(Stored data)
● ● ● ● ● ● ●

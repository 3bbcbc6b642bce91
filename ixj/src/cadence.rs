//! On/off cadence matching.
//!
//! One [`CadenceMachine`] validates a sequence of signal edges against up to
//! three on/off segment pairs. The tone filters and the PSTN ring detector
//! each run their own instance.

use log::debug;

use crate::clock::{ms_to_ticks, Tick};

/// Percent either side of a segment's nominal duration that still matches.
pub const TOLERANCE_PERCENT: u32 = 10;

#[derive(Copy, Clone, Debug, PartialEq, Eq)]
pub enum CadenceState {
    Idle = 0,
    On1 = 1,
    Off1 = 2,
    On2 = 3,
    Off2 = 4,
    On3 = 5,
    Off3 = 6,
    Complete = 7,
}

impl CadenceState {
    pub fn index(self) -> u8 {
        self as u8
    }

    /// Segment pair (0..=2) for the on/off states.
    fn pair(self) -> Option<usize> {
        match self {
            CadenceState::On1 | CadenceState::Off1 => Some(0),
            CadenceState::On2 | CadenceState::Off2 => Some(1),
            CadenceState::On3 | CadenceState::Off3 => Some(2),
            _ => None,
        }
    }

    fn on(pair: usize) -> Self {
        [CadenceState::On1, CadenceState::On2, CadenceState::On3][pair]
    }

    fn off(pair: usize) -> Self {
        [CadenceState::Off1, CadenceState::Off2, CadenceState::Off3][pair]
    }
}

#[derive(Copy, Clone, Debug, PartialEq, Eq)]
pub enum Edge {
    On,
    Off,
}

/// How a sequence ends once the last segment is done.
#[derive(Copy, Clone, Debug, PartialEq, Eq)]
pub enum Termination {
    PlayOnce,
    RepeatLast,
    RepeatAll,
}

/// Whether a detector keeps matching after the first complete cadence.
#[derive(Copy, Clone, Debug, PartialEq, Eq)]
pub enum CadenceArm {
    Disabled,
    Once,
    Always,
}

/// Segment durations in ticks. A zero-length segment is not required.
#[derive(Copy, Clone, Debug, Default, PartialEq, Eq)]
pub struct Cadence {
    pub on1: u32,
    pub off1: u32,
    pub on2: u32,
    pub off2: u32,
    pub on3: u32,
    pub off3: u32,
}

impl Cadence {
    pub fn single(on: u32, off: u32) -> Self {
        Self {
            on1: on,
            off1: off,
            ..Default::default()
        }
    }

    pub fn on(&self, pair: usize) -> u32 {
        [self.on1, self.on2, self.on3][pair]
    }

    pub fn off(&self, pair: usize) -> u32 {
        [self.off1, self.off2, self.off3][pair]
    }

    /// The six segments in play order, on first.
    pub fn segments(&self) -> [u32; 6] {
        [self.on1, self.off1, self.on2, self.off2, self.on3, self.off3]
    }

    /// Convert durations given in milliseconds to ticks.
    pub fn from_ms(ms: Cadence, hz: u32) -> Self {
        let t = |v: u32| ms_to_ticks(v, hz);
        Self {
            on1: t(ms.on1),
            off1: t(ms.off1),
            on2: t(ms.on2),
            off2: t(ms.off2),
            on3: t(ms.on3),
            off3: t(ms.off3),
        }
    }
}

#[derive(Copy, Clone, Debug, Default)]
struct Window {
    min: Tick,
    nominal: Tick,
    max: Tick,
}

impl Window {
    fn arm(now: Tick, duration: u32, tolerance: u32) -> Self {
        let scale = |percent: u32| ((duration as u64 * percent as u64) / 100) as u32;
        Self {
            min: now.offset(scale(100 - tolerance)),
            nominal: now.offset(duration),
            max: now.offset(scale(100 + tolerance)),
        }
    }

    fn contains(&self, now: Tick) -> bool {
        !now.is_before(self.min) && !now.is_after(self.max)
    }
}

/// Outcome of feeding one edge.
#[derive(Copy, Clone, Debug, PartialEq, Eq)]
pub enum CadenceStep {
    /// Disabled, or the edge repeats the current phase.
    Ignored,
    Advanced(CadenceState),
    /// The whole cadence matched; the machine is idle again.
    Matched,
    /// Out-of-window edge; the machine is idle again.
    Mismatch,
}

pub struct CadenceMachine {
    cadence: Cadence,
    tolerance: u32,
    arm: CadenceArm,
    state: CadenceState,
    /// on1, off1, on2, off2, on3, off3
    windows: [Window; 6],
}

impl CadenceMachine {
    pub fn new(cadence: Cadence, arm: CadenceArm) -> Self {
        Self {
            cadence,
            tolerance: TOLERANCE_PERCENT,
            arm,
            state: CadenceState::Idle,
            windows: [Window::default(); 6],
        }
    }

    pub fn disabled() -> Self {
        Self::new(Cadence::default(), CadenceArm::Disabled)
    }

    pub fn set_cadence(&mut self, cadence: Cadence, arm: CadenceArm) {
        self.cadence = cadence;
        self.arm = arm;
        self.reset();
    }

    pub fn cadence(&self) -> Cadence {
        self.cadence
    }

    pub fn state(&self) -> CadenceState {
        self.state
    }

    pub fn arm(&self) -> CadenceArm {
        self.arm
    }

    pub fn is_enabled(&self) -> bool {
        self.arm != CadenceArm::Disabled
    }

    pub fn reset(&mut self) {
        self.state = CadenceState::Idle;
    }

    /// Nominal end of the segment currently being timed.
    pub fn nominal_deadline(&self) -> Option<Tick> {
        let index = match self.state {
            CadenceState::Idle | CadenceState::Complete => return None,
            state => state.index() as usize - 1,
        };
        Some(self.windows[index].nominal)
    }

    pub fn edge(&mut self, edge: Edge, now: Tick) -> CadenceStep {
        if !self.is_enabled() {
            return CadenceStep::Ignored;
        }

        let state = self.state;
        match (state, edge) {
            (CadenceState::Idle, Edge::On) => self.enter(CadenceState::On1, now),

            (CadenceState::On1 | CadenceState::On2 | CadenceState::On3, Edge::Off) => {
                let pair = state.pair().unwrap_or(0);
                if self.cadence.on(pair) == 0 {
                    return self.complete();
                }
                if !self.windows[2 * pair].contains(now) {
                    return self.mismatch(edge, now);
                }
                if self.cadence.off(pair) == 0 {
                    self.complete()
                } else {
                    self.enter(CadenceState::off(pair), now)
                }
            }

            (CadenceState::Off1 | CadenceState::Off2 | CadenceState::Off3, Edge::On) => {
                let pair = state.pair().unwrap_or(0);
                if !self.windows[2 * pair + 1].contains(now) {
                    return self.mismatch(edge, now);
                }
                if pair == 2 || self.cadence.on(pair + 1) == 0 {
                    self.complete()
                } else {
                    self.enter(CadenceState::on(pair + 1), now)
                }
            }

            (CadenceState::Idle, Edge::Off)
            | (CadenceState::On1 | CadenceState::On2 | CadenceState::On3, Edge::On)
            | (CadenceState::Off1 | CadenceState::Off2 | CadenceState::Off3, Edge::Off) => {
                CadenceStep::Ignored
            }

            (CadenceState::Complete, _) => {
                self.reset();
                CadenceStep::Ignored
            }
        }
    }

    fn enter(&mut self, state: CadenceState, now: Tick) -> CadenceStep {
        let index = state.index() as usize - 1;
        let duration = self.cadence.segments()[index];
        self.windows[index] = Window::arm(now, duration, self.tolerance);
        self.state = state;
        CadenceStep::Advanced(state)
    }

    fn complete(&mut self) -> CadenceStep {
        self.state = CadenceState::Complete;
        // Consumed in the same call.
        self.state = CadenceState::Idle;
        if self.arm == CadenceArm::Once {
            self.arm = CadenceArm::Disabled;
        }
        CadenceStep::Matched
    }

    fn mismatch(&mut self, edge: Edge, now: Tick) -> CadenceStep {
        debug!("cadence mismatch: {edge:?} edge at {now:?} in {:?}", self.state);
        self.reset();
        CadenceStep::Mismatch
    }
}

///////////////////////////////////////////////////////////////////////
// DSP tone filters

#[derive(Copy, Clone, Debug, Default, PartialEq, Eq)]
pub struct FilterOutcome {
    pub matched: bool,
    pub triggered: bool,
}

/// One of the four programmable DSP tone filters, sampled once per frame.
pub struct ToneFilter {
    history: u8,
    enabled: bool,
    machine: CadenceMachine,
}

impl Default for ToneFilter {
    fn default() -> Self {
        Self {
            history: 0,
            enabled: false,
            machine: CadenceMachine::disabled(),
        }
    }
}

impl ToneFilter {
    pub fn set_enabled(&mut self, enabled: bool) {
        self.enabled = enabled;
    }

    pub fn set_cadence(&mut self, cadence: Cadence, arm: CadenceArm) {
        self.machine.set_cadence(cadence, arm);
    }

    pub fn is_active(&self) -> bool {
        self.enabled || self.machine.is_enabled()
    }

    pub fn machine(&self) -> &CadenceMachine {
        &self.machine
    }

    pub fn sample(&mut self, detected: bool, now: Tick) -> FilterOutcome {
        self.history = ((self.history << 1) | detected as u8) & 0x0f;
        let h = self.history;

        let edge = if h & 3 != 0 && h & 12 == 0 {
            Some(Edge::On)
        } else if h & 12 != 0 && h & 3 == 0 {
            Some(Edge::Off)
        } else {
            None
        };

        let matched = match edge {
            Some(edge) => self.machine.edge(edge, now) == CadenceStep::Matched,
            None => false,
        };

        FilterOutcome {
            matched,
            triggered: self.enabled && h & 1 != 0 && h & 2 == 0,
        }
    }
}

● ● ● ● ● ● ●

## Work to complete:
The first line of the records and every line down to the line with "fn on(pair: usize)" must be quoted exactly; leave out all else.

## Result of the task:
repository 3bbcbc6b642bce91
filename ixj/src/cadence.rs
//! On/off cadence matching.
//!
//! One [`CadenceMachine`] validates a sequence of signal edges against up to
//! three on/off segment pairs. The tone filters and the PSTN ring detector
//! each run their own instance.

use log::debug;

use crate::clock::{ms_to_ticks, Tick};

/// Percent either side of a segment's nominal duration that still matches.
pub const TOLERANCE_PERCENT: u32 = 10;

#[derive(Copy, Clone, Debug, PartialEq, Eq)]
pub enum CadenceState {
    Idle = 0,
    On1 = 1,
    Off1 = 2,
    On2 = 3,
    Off2 = 4,
    On3 = 5,
    Off3 = 6,
    Complete = 7,
}

impl CadenceState {
    pub fn index(self) -> u8 {
        self as u8
    }

    /// Segment pair (0..=2) for the on/off states.
    fn pair(self) -> Option<usize> {
        match self {
            CadenceState::On1 | CadenceState::Off1 => Some(0),
            CadenceState::On2 | CadenceState::Off2 => Some(1),
            CadenceState::On3 | CadenceState::Off3 => Some(2),
            _ => None,
        }
    }

    fn on(pair: usize) -> Self {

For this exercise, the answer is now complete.